CNSA Research Grant Recipient: Meet Kerrie Curtis and find out more about her project
Tell us briefly about yourself and your current role in cancer care.
I always feel a bit ancient saying I’ve been a cancer nurse for 35 years — but I’m just as motivated and engaged as when I first started!
In my first year post-PhD, I’m juggling a wonderfully diverse portfolio: working clinically at Austin Health, leading two research studies, developing postgraduate vascular access content at the University of Wollongong, and working as a casual academic at the University of Melbourne. Cancer care — and particularly vascular access — continues to be at the heart of everything I do.
In simple terms, what is your research project about and what problem are you trying to address?
For anyone who knows me, it’s no secret I’m passionate about vascular access.
We’re increasingly recognising the long-term impact of the traditional approach to IV insertion practice ― with multiple attempts and persevering with IVs until the patient has no peripheral veins left ― and, importantly, we are listening to patients who describe these experiences as distressing, traumatising and painful.
Evidence shows that when cancer nurses work to their full scope of practice, including using ultrasound to assess veins and guide insertion, first insertion success improves significantly.

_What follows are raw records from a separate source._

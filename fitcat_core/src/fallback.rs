//! Built-in minimal catalog.
//!
//! Inserted when a bundled resource is missing, empty or unusable, so the
//! application never starts with zero reference data.

use crate::taxonomy::{Equipment, ExerciseCategory, FoodCategory};
use crate::{ExerciseRecord, FoodRecord};
use once_cell::sync::Lazy;

/// The fallback dataset
#[derive(Clone, Debug)]
pub struct FallbackCatalog {
    pub exercises: Vec<ExerciseRecord>,
    pub foods: Vec<FoodRecord>,
}

/// Built once and reused by every fallback
static FALLBACK_CATALOG: Lazy<FallbackCatalog> = Lazy::new(build_fallback_catalog);

/// Get a reference to the cached fallback catalog
pub fn fallback_catalog() -> &'static FallbackCatalog {
    &FALLBACK_CATALOG
}

fn exercise(
    name_en: &str,
    name_local: &str,
    category: ExerciseCategory,
    equipment: Equipment,
    weight: bool,
    time: bool,
) -> ExerciseRecord {
    ExerciseRecord {
        name_en: name_en.into(),
        name_local: name_local.into(),
        category,
        equipment,
        supports_weight: weight,
        supports_reps: !time,
        supports_time: time,
        supports_distance: false,
    }
}

fn food(
    name_en: &str,
    name_local: &str,
    macros: [f64; 4],
    category: FoodCategory,
    serving: Option<(f64, &str)>,
) -> FoodRecord {
    let [calories, protein, carbs, fat] = macros;
    FoodRecord {
        name_en: name_en.into(),
        name_local: name_local.into(),
        brand: None,
        calories,
        protein,
        carbs,
        fat,
        category,
        serving_size_grams: serving.map(|(g, _)| g),
        serving_name: serving.map(|(_, n)| n.to_string()),
    }
}

/// Builds the fallback catalog
pub fn build_fallback_catalog() -> FallbackCatalog {
    use Equipment::*;
    use ExerciseCategory as C;

    let mut exercises = vec![
        // legs
        exercise("Squat", "Squat", C::Legs, Bodyweight, true, false),
        exercise("Lunge", "Hamle", C::Legs, Bodyweight, true, false),
        // push
        exercise("Push Up", "Şınav", C::Push, Bodyweight, false, false),
        exercise("Bench Press", "Bench Press", C::Push, Barbell, true, false),
        // pull
        exercise("Pull Up", "Barfiks", C::Pull, PullUpBar, false, false),
        exercise("Dumbbell Row", "Dumbbell Row", C::Pull, Dumbbell, true, false),
        // core
        exercise("Plank", "Plank", C::Core, Bodyweight, false, true),
        exercise("Crunch", "Mekik", C::Core, Bodyweight, false, false),
        // compound
        exercise("Deadlift", "Deadlift", C::Strength, Barbell, true, false),
        exercise("Kettlebell Swing", "Kettlebell Salınımı", C::Functional, Kettlebell, true, false),
        // conditioning
        exercise("Burpee", "Burpee", C::Cardio, Bodyweight, false, false),
        exercise("Jumping Jack", "Jumping Jack", C::Cardio, Bodyweight, false, false),
        exercise("Box Jump", "Kutu Sıçrama", C::Plyometric, Other, false, false),
        exercise("Hamstring Stretch", "Arka Bacak Esnetme", C::Flexibility, Bodyweight, false, true),
    ];

    let mut running = exercise("Running", "Koşu", C::Cardio, Other, false, true);
    running.supports_distance = true;
    exercises.push(running);

    let foods = vec![
        food("Egg", "Yumurta", [155.0, 13.0, 1.1, 11.0], FoodCategory::Dairy, Some((50.0, "1 large"))),
        food("Chicken Breast", "Tavuk Göğsü", [165.0, 31.0, 0.0, 3.6], FoodCategory::Meat, None),
        food("White Rice (cooked)", "Pirinç Pilavı", [130.0, 2.7, 28.0, 0.3], FoodCategory::Grains, None),
        food("Oats", "Yulaf", [389.0, 16.9, 66.3, 6.9], FoodCategory::Grains, Some((40.0, "1/2 cup"))),
        food("Whole Wheat Bread", "Tam Buğday Ekmeği", [247.0, 13.0, 41.0, 3.4], FoodCategory::Bakery, Some((30.0, "1 slice"))),
        food("Milk", "Süt", [61.0, 3.2, 4.8, 3.3], FoodCategory::Dairy, Some((244.0, "1 cup"))),
        food("Plain Yogurt", "Yoğurt", [61.0, 3.5, 4.7, 3.3], FoodCategory::Dairy, None),
        food("Apple", "Elma", [52.0, 0.3, 14.0, 0.2], FoodCategory::Fruits, Some((182.0, "1 medium"))),
        food("Banana", "Muz", [89.0, 1.1, 23.0, 0.3], FoodCategory::Fruits, Some((118.0, "1 medium"))),
        food("Lentils (cooked)", "Mercimek", [116.0, 9.0, 20.0, 0.4], FoodCategory::Vegetables, None),
        food("Almonds", "Badem", [579.0, 21.0, 22.0, 50.0], FoodCategory::Nuts, Some((28.0, "1 handful"))),
        food("Salmon", "Somon", [208.0, 20.0, 0.0, 13.0], FoodCategory::Seafood, None),
    ];

    FallbackCatalog { exercises, foods }
}

impl FallbackCatalog {
    /// Validate the catalog for consistency and completeness
    ///
    /// Returns a list of validation errors, or empty Vec if valid.
    pub fn validate(&self) -> Vec<String> {
        let mut errors = Vec::new();

        for e in &self.exercises {
            if e.name_en.trim().is_empty() || e.name_local.trim().is_empty() {
                errors.push(format!("Exercise {:?} has an empty name", e.name_en));
            }
            if !e.category.is_concrete() {
                errors.push(format!("Exercise '{}' has no concrete category", e.name_en));
            }
        }

        for f in &self.foods {
            if f.name_en.trim().is_empty() || f.name_local.trim().is_empty() {
                errors.push(format!("Food {:?} has an empty name", f.name_en));
            }
            for (label, value) in [
                ("calories", f.calories),
                ("protein", f.protein),
                ("carbs", f.carbs),
                ("fat", f.fat),
            ] {
                if !value.is_finite() || value < 0.0 {
                    errors.push(format!("Food '{}': {} is {}", f.name_en, label, value));
                }
            }
        }

        // Every major movement family must be represented
        for required in [
            ExerciseCategory::Push,
            ExerciseCategory::Pull,
            ExerciseCategory::Legs,
            ExerciseCategory::Core,
            ExerciseCategory::Cardio,
            ExerciseCategory::Strength,
        ] {
            if !self.exercises.iter().any(|e| e.category == required) {
                errors.push(format!("Fallback catalog has no {} exercise", required));
            }
        }

        let mut names: Vec<&str> = self.exercises.iter().map(|e| e.name_en.as_str()).collect();
        names.sort_unstable();
        names.dedup();
        if names.len() != self.exercises.len() {
            errors.push("Fallback catalog has duplicate exercise names".to_string());
        }

        errors
    }
}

Yet in Australia, we don’t actually know how many cancer patients are affected by DIVA.
Our multisite, binational point prevalence study across regional and metropolitan centres in Australia and New Zealand aims to change that. By identifying and quantifying DIVA in patients attending day therapy and ambulatory cancer units, we will generate the first clear snapshot of the scale of this issue in our local setting.

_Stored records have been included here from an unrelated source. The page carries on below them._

#![forbid(unsafe_code)]

//! Core domain model and ingestion pipeline for the fitcat reference catalog.
//!
//! This crate provides:
//! - Domain types (exercise and food records, category taxonomies)
//! - Row parsing and record validation for the bundled CSV resources
//! - Persistence (unit-of-work store context, JSON file backend)
//! - Seeding with a built-in fallback catalog
//! - Normalization passes and maintenance operations
//! - Name-to-id resolution for exercises

pub mod types;
pub mod error;
pub mod taxonomy;
pub mod row;
pub mod record;
pub mod store;
pub mod json_store;
pub mod resolver;
pub mod fallback;
pub mod seed;
pub mod normalize;
pub mod maintenance;
pub mod config;
pub mod logging;

// Re-export commonly used types
pub use error::{Error, Result};
pub use types::*;
pub use taxonomy::{Equipment, ExerciseCategory, FoodCategory};
pub use config::Config;
pub use store::{Backend, MemoryBackend, Store, StoreContext};
pub use json_store::JsonFileBackend;
pub use resolver::ExerciseResolver;
pub use fallback::fallback_catalog;
pub use seed::{Resources, SeedOptions, SeedPhase, SeedReport, Seeder};
pub use normalize::{normalize_all, NormalizationReport};
pub use maintenance::{clear_exercises_only, clear_foods_only, counts, is_empty, Counts};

This research will provide critical data to support trail-blazing health services that are investing in nurse-led ultrasound-guided PIVC insertion. Ultimately, the goal is simple: fewer painful attempts, better patient experiences, and smarter, evidence-based vascular access care.
Why is this issue important for patients, families, or the cancer nursing workforce right now?

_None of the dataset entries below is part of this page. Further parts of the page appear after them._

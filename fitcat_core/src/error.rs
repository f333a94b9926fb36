//! Error types for the fitcat_core library.

use std::io;

/// Result type alias using our Error type
pub type Result<T> = std::result::Result<T, Error>;

/// Core error type for ingestion, storage and maintenance operations
#[derive(Debug, thiserror::Error)]
pub enum Error {
    /// A bundled reference resource could not be found
    #[error("Resource not found: {0}")]
    FileNotFound(String),

    /// A bundled reference resource exists but has no content
    #[error("Resource is empty: {0}")]
    EmptyFile(String),

    /// A row or resource does not match the expected record schema
    #[error("Invalid data format: {0}")]
    InvalidDataFormat(String),

    /// Resource bytes could not be decoded into text
    #[error("Parsing error: {0}")]
    Parsing(String),

    /// The storage context failed to load or commit
    #[error("Database error: {0}")]
    Database(String),

    /// A commit precondition no longer held at commit time
    #[error("Store conflict: {0}")]
    Conflict(String),

    /// IO error occurred
    #[error("IO error: {0}")]
    Io(#[from] io::Error),

    /// JSON serialization/deserialization error
    #[error("JSON error: {0}")]
    Json(#[from] serde_json::Error),

    /// TOML parsing error
    #[error("TOML error: {0}")]
    Toml(#[from] toml::de::Error),

    /// Configuration validation error
    #[error("Configuration error: {0}")]
    Config(String),
}

impl Error {
    /// True for errors that should send a resource down the fallback path
    /// instead of aborting the run. Unreadable files count, whatever the
    /// I/O cause.
    pub fn triggers_fallback(&self) -> bool {
        matches!(
            self,
            Error::FileNotFound(_)
                | Error::EmptyFile(_)
                | Error::InvalidDataFormat(_)
                | Error::Parsing(_)
                | Error::Io(_)
        )
    }

    /// The same failure as a `Database` error, without wrapping one twice.
    pub fn into_database(self) -> Error {
        match self {
            Error::Database(_) => self,
            other => Error::Database(other.to_string()),
        }
    }
}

This issue matters on every level.
For patients and families, repeated IV attempts can be painful, distressing and, at times, traumatising. They contribute to delayed treatment and discharge, and erode confidence in care. That experience must change.
For the cancer nursing workforce, multiple insertion attempts are time-consuming and stressful. They contribute to chair blocks in day units, delayed treatments, workflow disruption and increased pressure on already stretched teams.
At a health service level, repeated attempts are resource-intensive — increasing supply use, staff time and overall costs. Improving first-attempt success isn’t just about technical skill; it’s about patient experience, workforce sustainability and responsible use of healthcare resources.
What difference do you hope your project will make to practice, patient experience, or outcomes?
We aim to shine a light on the scale of DIVA within the Australian and New Zealand context — because meaningful change starts with understanding the problem.
By identifying how many patients are affected, we hope to provide the evidence needed to drive practice change, support nurse-led ultrasound-guided PIVC insertion, and inform workforce capability development.
Ultimately, the difference we want to see is simple but powerful: fewer failed attempts, less patient distress, more efficient care delivery, and better outcomes for people receiving cancer treatment.
Looking ahead, what do you see as key priorities for the future of cancer nursing, and how does research play a role?
Cancer nurses are central to shaping the future of patient-centred cancer care. We are uniquely positioned alongside patients and families across the entire cancer trajectory, giving us deep insight into what truly matters to them — and where the gaps and shortcomings in care exist.
Looking ahead, key priorities must include strengthening nurse-led models of care, working to full scope of practice, embedding evidence-based innovation, and ensuring workforce sustainability. Research is fundamental to this. It provides the evidence to challenge outdated practices, inform policy, and justify new models of care that improve both patient experience and clinical outcomes.
When cancer nurses lead and engage in research, we don’t just contribute to knowledge — we actively shape safer, smarter, more compassionate care for the future.
What does receiving a CNSA research grant mean to you, and what advice would you give to other cancer nurses considering research?
I am both honoured and humbled to receive the 2026 CNSA Research Grant. For a long time, I saw it as something unattainable — as though you had to lead a complex, randomised controlled trial to be worthy. What I’ve come to realise is that the scope and impact of research are as diverse as cancer nursing itself. I’m a cancer nurse with a vision to improve care — and that is enough to start.
To other cancer nurses considering research, my advice is: start small, ask why and be tenacious. What interests you? What frustrates you? What do you notice that doesn’t quite make sense? Talk to your team. Engage with colleagues. Consider further study. Find a gap. Ask, “Why is this happening?” or “Why do we do it this way?”
Research doesn’t have to be daunting. It becomes more engaging and motivating as you deepen your expertise in an area you care about. I never imagined I would pursue research — but if this is what research looks like, I’m hooked.